Sites recover the plugin list to see if you support whatever content they want to send you. If you don't have a certain plugin the site can fallback to some other way of displaying the information or it can refuse to do anything. For example, trying Flash to diplay a video then falling back to html5.
Is it useful ?
Somewhat, albeit less and less with html5. Also, there's many plugins sites don't need to know about, as for example a pdf plugin. Some plugins should be totally transparent because they don't interact with the site.
Is it bad for anonymity? Yes, it's terrible.
Your understanding of their last statement is mistaken. The 1 over 11099 has nothing to do with the above statistics. It only says that of the 11099 browser tested, there are only 1 with the union of the above elements.
You're spot on, that's exactly what it says.
How big a set is, is irrelevant when considering its union with one or multiple other sets.

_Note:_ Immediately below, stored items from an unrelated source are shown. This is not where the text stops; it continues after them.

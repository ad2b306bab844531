use thiserror::Error;

use crate::input::InputError;

#[derive(Debug, Error)]
pub enum WorkshopError {
    #[error(transparent)]
    Input(#[from] InputError),
    #[error("failed to write output: {0}")]
    Output(#[from] std::io::Error),
}
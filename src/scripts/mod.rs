//! One linear program body per workshop binary: prompt, compute, print.
//!
//! Prompts go through a [`Prompter`](crate::input::Prompter); results are
//! written to `out`. On the terminal both end up on stdout.

pub mod converter;
pub mod mark_sheet;
pub mod rps;

pub use converter::run_converter;
pub use mark_sheet::run_mark_sheet;
pub use rps::{play_round, run_game};
use clap::Parser;

use workshop_kit::input::Terminal;
use workshop_kit::logging;
use workshop_kit::opponent::RandomOpponent;
use workshop_kit::scripts::run_game;

/// One round of rock-paper-scissors against a random opponent.
#[derive(Parser, Debug)]
#[command(name = "rock-paper-scissor", version, about)]
struct Cli {
    /// Seed for the opponent's move; omit for a fresh random draw
    #[arg(long)]
    seed: Option<u64>,
}

fn main() {
    let cli = Cli::parse();
    logging::init();

    let mut opponent = match cli.seed {
        Some(seed) => RandomOpponent::new(seed),
        None => RandomOpponent::from_entropy(),
    };
    tracing::debug!(seed = opponent.seed(), "opponent ready");

    let mut terminal = Terminal::stdio();
    if let Err(err) = run_game(&mut terminal, &mut std::io::stdout(), &mut opponent) {
        tracing::debug!(error = ?err, "game failed");
        eprintln!("{err}");
        std::process::exit(1);
    }
}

However, what the statistics do tell you is which of those parameters is more or less common with the ensemble. Eliminating a rarely occurring parameter could move you to a more common set intersection, making you thus less traceable. But deducing the union probability from the set statistics is not trivial, if possible at all without further constraints.
We're looking into putting in a recommendation system to help users improve their anonymity.
But I am wondering if 11099 trials can be considered significant in this case. There are looking at 6 or more parameters which have countless possible values.
It's sufficient for us to do quite a bit of analyses on the data and to possibly implement and provide the recommendation system. The data is however highly skewed towards geeks and towards user's in France (a.k.a french geeks!).
Disclaimer: a couple of colleagues and I created amiunique.org to get some data to understand fingerprinting better. It's a small student project but we feel there's potential. We were not ready for so many people to take an interest :)
Hard to circumvent...
NoScript takes care of most signature methods including tests for installed fonts.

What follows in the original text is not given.